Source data

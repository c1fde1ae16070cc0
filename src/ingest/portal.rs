/// Itron portal API client: URL construction and JSON response parsing.
///
/// The portals expose no published contract; endpoints and payload shapes
/// below are reverse engineered from the customer portal's own traffic:
///   POST {root}/PortalServices/api/User/Login
///   GET  {root}/PortalServices/api/Account/UserAccounts
///   GET  {root}/PortalServices/api/UsageData/Bundle/?accountId=…
///   GET  {root}/PortalServices/api/UsageData/Interval?servicePointId=…
///
/// All schema brittleness is isolated here (and reached through the
/// municipality profile), so a portal format change is a one-module fix.
/// See `fixtures.rs` for annotated examples of the response structures.

use chrono::{NaiveDate, NaiveDateTime};
use serde::Deserialize;
use serde_json::Value;
use std::thread;
use std::time::Duration;

use crate::model::{MeterReading, MeterSnapshot, PortalError, ReadingWindow, UsageUnit};
use crate::municipalities::MunicipalityProfile;
use crate::session::Session;

// ---------------------------------------------------------------------------
// URL construction
// ---------------------------------------------------------------------------

const API_PATH: &str = "PortalServices/api";

/// Login endpoint; takes a JSON body `{"username": …, "password": …}` and
/// establishes the session cookie on success.
pub fn build_login_url(root: &str) -> String {
    format!("{}/{}/User/Login", root, API_PATH)
}

/// Accounts endpoint; lists the accounts and service points the signed-in
/// user can see.
pub fn build_accounts_url(root: &str) -> String {
    format!("{}/{}/Account/UserAccounts", root, API_PATH)
}

/// Bundle endpoint; returns per-service-point daily data including the most
/// recent register read. The portal expects a 12-hour-clock local timestamp
/// as `endDate`.
pub fn build_bundle_url(
    root: &str,
    account_id: &str,
    servicepoint_id: &str,
    now: NaiveDateTime,
) -> String {
    let end_date = now.format("%m/%d/%y %I:%M:%S %p").to_string();
    format!(
        "{}/{}/UsageData/Bundle/?accountId={}&servicepointid={}&endDate={}",
        root,
        API_PATH,
        urlencoding::encode(account_id),
        urlencoding::encode(servicepoint_id),
        urlencoding::encode(&end_date)
    )
}

/// Interval endpoint; returns up to 24 hourly usage slots for the calendar
/// day `end_date`. There is no multi-day form — window fetches issue one
/// request per day.
pub fn build_interval_url(
    root: &str,
    servicepoint_id: &str,
    account_id: &str,
    end_date: NaiveDate,
) -> String {
    format!(
        "{}/{}/UsageData/Interval?servicePointId={}&accountId={}&skipHours=0&takeHours=24&endDate={}",
        root,
        API_PATH,
        urlencoding::encode(servicepoint_id),
        urlencoding::encode(account_id),
        end_date.format("%Y-%m-%d")
    )
}

// ---------------------------------------------------------------------------
// Serde structures for portal JSON
// ---------------------------------------------------------------------------

#[derive(Deserialize)]
struct RawIntervalEntry {
    #[serde(rename = "Date")]
    date: String,
    /// Null for slots the portal has published but not committed yet
    /// (it returns day-ahead rows with empty usage).
    #[serde(rename = "Usage")]
    usage: Option<f64>,
}

#[derive(Deserialize)]
struct RawUserAccount {
    #[serde(rename = "AccountID")]
    account_id: String,
    #[serde(rename = "AccountKey")]
    account_key: i64,
    #[serde(rename = "ServicePointAccountLinks", default)]
    links: Vec<RawServicePointLink>,
}

#[derive(Deserialize)]
struct RawServicePointLink {
    #[serde(rename = "StartDate")]
    start_date: Option<String>,
    #[serde(rename = "ServicePoint")]
    service_point: RawServicePoint,
}

#[derive(Deserialize)]
struct RawServicePoint {
    #[serde(rename = "ServicePointID")]
    id: String,
    #[serde(rename = "CommodityType")]
    commodity: Option<String>,
    #[serde(rename = "CommodityType1")]
    commodity_detail: Option<RawCommodityDetail>,
    #[serde(rename = "ServicePointMeterLinks", default)]
    meter_links: Vec<RawMeterLink>,
}

#[derive(Deserialize)]
struct RawCommodityDetail {
    #[serde(rename = "UsageUnitID")]
    usage_unit: Option<String>,
}

#[derive(Deserialize)]
struct RawMeterLink {
    #[serde(rename = "Meter")]
    meter: RawMeter,
}

#[derive(Deserialize)]
struct RawMeter {
    #[serde(rename = "MeterNumber")]
    meter_number: String,
}

#[derive(Deserialize)]
struct RawBundle {
    #[serde(rename = "ServicePointID")]
    servicepoint_id: String,
    #[serde(rename = "DailyData")]
    daily: Option<RawDailyData>,
}

#[derive(Deserialize)]
struct RawDailyData {
    #[serde(rename = "RecentRegisterRead")]
    register_read: Option<RawRegisterRead>,
}

#[derive(Deserialize)]
struct RawRegisterRead {
    /// The portal has been observed sending this as both a number and a
    /// numeric string, so it is coerced after deserialization.
    #[serde(rename = "DialReadingValue")]
    dial_value: Value,
    #[serde(rename = "NumberOfBlackDials")]
    black_dials: Value,
    #[serde(rename = "ReadingTime")]
    reading_time: Option<String>,
}

// ---------------------------------------------------------------------------
// Parsed account structures
// ---------------------------------------------------------------------------

/// One account visible to the signed-in portal user.
#[derive(Debug, Clone)]
pub struct PortalAccount {
    pub account_id: String,
    pub account_key: i64,
    pub service_points: Vec<ServicePointInfo>,
}

/// One metered service point under an account.
#[derive(Debug, Clone)]
pub struct ServicePointInfo {
    pub id: String,
    pub commodity: Option<String>,
    pub unit: UsageUnit,
    pub meter_number: Option<String>,
    /// Service start date; the portal holds no data before it.
    pub start_date: Option<NaiveDate>,
}

// ---------------------------------------------------------------------------
// Response parsing
// ---------------------------------------------------------------------------

/// Parses an interval response body into hourly readings, ascending.
///
/// Slots with null usage are skipped — they are placeholders for hours the
/// portal has not committed yet, and recording them as zero would fabricate
/// data. A well-formed empty array parses to an empty vec (how the portal
/// answers for days before its history starts).
///
/// # Errors
/// `PortalError::Schema` on malformed JSON or an unparseable timestamp.
pub fn parse_interval_response(
    json: &str,
    unit: UsageUnit,
) -> Result<Vec<MeterReading>, PortalError> {
    let entries: Vec<RawIntervalEntry> = serde_json::from_str(json)
        .map_err(|e| PortalError::Schema(format!("interval response: {}", e)))?;

    let mut readings = Vec::with_capacity(entries.len());
    for entry in entries {
        let Some(usage) = entry.usage else {
            continue;
        };
        let timestamp = parse_portal_datetime(&entry.date)?;
        readings.push(MeterReading { timestamp, usage, unit });
    }

    readings.sort_by_key(|r| r.timestamp);
    Ok(readings)
}

/// Parses a user-accounts response body.
///
/// # Errors
/// - `PortalError::Schema` — malformed JSON or no accounts at all (a signed
///   in user with zero accounts means the response shape drifted, since the
///   portal does not grant logins without one).
pub fn parse_accounts_response(json: &str) -> Result<Vec<PortalAccount>, PortalError> {
    let raw: Vec<RawUserAccount> = serde_json::from_str(json)
        .map_err(|e| PortalError::Schema(format!("accounts response: {}", e)))?;

    if raw.is_empty() {
        return Err(PortalError::Schema(
            "accounts response contained no accounts".to_string(),
        ));
    }

    let mut accounts = Vec::with_capacity(raw.len());
    for account in raw {
        let mut service_points = Vec::with_capacity(account.links.len());
        for link in account.links {
            let point = link.service_point;
            let unit = match point
                .commodity_detail
                .as_ref()
                .and_then(|d| d.usage_unit.as_deref())
            {
                Some("GAL") => UsageUnit::Gallon,
                _ => UsageUnit::Unsupported,
            };
            service_points.push(ServicePointInfo {
                id: point.id,
                commodity: point.commodity,
                unit,
                meter_number: point.meter_links.first().map(|l| l.meter.meter_number.clone()),
                start_date: link
                    .start_date
                    .as_deref()
                    .and_then(|s| parse_portal_datetime(s).ok())
                    .map(|dt| dt.date()),
            });
        }
        accounts.push(PortalAccount {
            account_id: account.account_id,
            account_key: account.account_key,
            service_points,
        });
    }

    Ok(accounts)
}

/// Parses a bundle response and extracts the register read for one service
/// point. The dial value is scaled down by the number of black dials, the
/// same correction the portal's own frontend applies.
///
/// Returns `Ok(None)` when the bundle carries no register read for the
/// service point (observed on freshly provisioned meters).
pub fn parse_bundle_response(
    json: &str,
    servicepoint_id: &str,
    meter_number: &str,
) -> Result<Option<MeterSnapshot>, PortalError> {
    let bundles: Vec<RawBundle> = serde_json::from_str(json)
        .map_err(|e| PortalError::Schema(format!("bundle response: {}", e)))?;

    let Some(read) = bundles
        .into_iter()
        .find(|b| b.servicepoint_id == servicepoint_id)
        .and_then(|b| b.daily)
        .and_then(|d| d.register_read)
    else {
        return Ok(None);
    };

    let dial_value = coerce_number(&read.dial_value)
        .ok_or_else(|| PortalError::Schema("DialReadingValue is not numeric".to_string()))?;
    let black_dials = coerce_number(&read.black_dials)
        .ok_or_else(|| PortalError::Schema("NumberOfBlackDials is not numeric".to_string()))?;

    Ok(Some(MeterSnapshot {
        meter_number: meter_number.to_string(),
        register_value: dial_value / 10f64.powf(black_dials),
        register_read_at: read
            .reading_time
            .as_deref()
            .and_then(|s| parse_portal_datetime(s).ok()),
    }))
}

/// ISO-ish local timestamps, with or without fractional seconds.
fn parse_portal_datetime(s: &str) -> Result<NaiveDateTime, PortalError> {
    NaiveDateTime::parse_from_str(s, "%Y-%m-%dT%H:%M:%S%.f")
        .map_err(|e| PortalError::Schema(format!("bad timestamp '{}': {}", s, e)))
}

/// The portal sends some numeric fields as strings.
fn coerce_number(value: &Value) -> Option<f64> {
    match value {
        Value::Number(n) => n.as_f64(),
        Value::String(s) => s.trim().parse().ok(),
        _ => None,
    }
}

// ---------------------------------------------------------------------------
// Fetcher
// ---------------------------------------------------------------------------

/// Retry bounds for transport failures. The portals are rate-sensitive and
/// unofficial, so the defaults stay conservative.
#[derive(Debug, Clone)]
pub struct FetchSettings {
    pub transport_retries: u32,
    pub retry_backoff: Duration,
}

impl Default for FetchSettings {
    fn default() -> Self {
        Self {
            transport_retries: 2,
            retry_backoff: Duration::from_millis(500),
        }
    }
}

/// Issues windowed interval requests and parses them through the
/// municipality profile. Holds no session state of its own; the session
/// rides in the shared client's cookie store and the account identity is
/// passed in per call.
pub struct ReadingFetcher {
    client: reqwest::blocking::Client,
    root: String,
    profile: &'static dyn MunicipalityProfile,
    settings: FetchSettings,
}

impl ReadingFetcher {
    pub fn new(
        client: reqwest::blocking::Client,
        root: String,
        profile: &'static dyn MunicipalityProfile,
        settings: FetchSettings,
    ) -> Self {
        Self { client, root, profile, settings }
    }

    /// Fetches every day of `window` for the given service point, returning
    /// readings in ascending timestamp order. A day with no committed data
    /// contributes nothing; the window as a whole may therefore come back
    /// shorter than `window.num_days() * 24` readings, or empty.
    pub fn fetch(
        &self,
        window: &ReadingWindow,
        session: &Session,
        servicepoint_id: &str,
    ) -> Result<Vec<MeterReading>, PortalError> {
        let mut readings = Vec::new();
        for day in window.days() {
            let url = build_interval_url(&self.root, servicepoint_id, session.account_id(), day);
            let body = self.get_with_retries(&url)?;
            readings.extend(self.profile.parse_interval(&body)?);
        }
        readings.sort_by_key(|r| r.timestamp);
        Ok(readings)
    }

    /// Fetches the bundle and extracts the register-read snapshot for the
    /// service point.
    pub fn fetch_snapshot(
        &self,
        session: &Session,
        servicepoint_id: &str,
        meter_number: &str,
        now: NaiveDateTime,
    ) -> Result<Option<MeterSnapshot>, PortalError> {
        let url = build_bundle_url(&self.root, session.account_id(), servicepoint_id, now);
        let body = self.get_with_retries(&url)?;
        parse_bundle_response(&body, servicepoint_id, meter_number)
    }

    /// GET with bounded backoff on transport failures. Authorization and
    /// schema failures are never retried here: the former goes through the
    /// orchestrator's single re-authentication path, the latter will not
    /// improve by asking again.
    fn get_with_retries(&self, url: &str) -> Result<String, PortalError> {
        let mut attempt = 0;
        loop {
            match self.get_text(url) {
                Err(PortalError::Transport(reason)) if attempt < self.settings.transport_retries => {
                    attempt += 1;
                    log::warn!(
                        "transport failure ({}), retry {}/{}",
                        reason,
                        attempt,
                        self.settings.transport_retries
                    );
                    thread::sleep(self.settings.retry_backoff * attempt);
                }
                other => return other,
            }
        }
    }

    fn get_text(&self, url: &str) -> Result<String, PortalError> {
        let response = self
            .client
            .get(url)
            .header("Accept", "application/json")
            .send()?;

        let status = response.status().as_u16();
        match status {
            401 | 403 => Err(PortalError::Authorization { status }),
            s if !(200..300).contains(&s) => {
                Err(PortalError::Transport(format!("portal returned HTTP {}", s)))
            }
            _ => Ok(response.text()?),
        }
    }
}

// ---------------------------------------------------------------------------
// Tests
// ---------------------------------------------------------------------------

THE TASK: Go through the records and work out how many lines contain the string "construction". The answer should be that number alone.

ANSWER TO THE EXERCISE: 2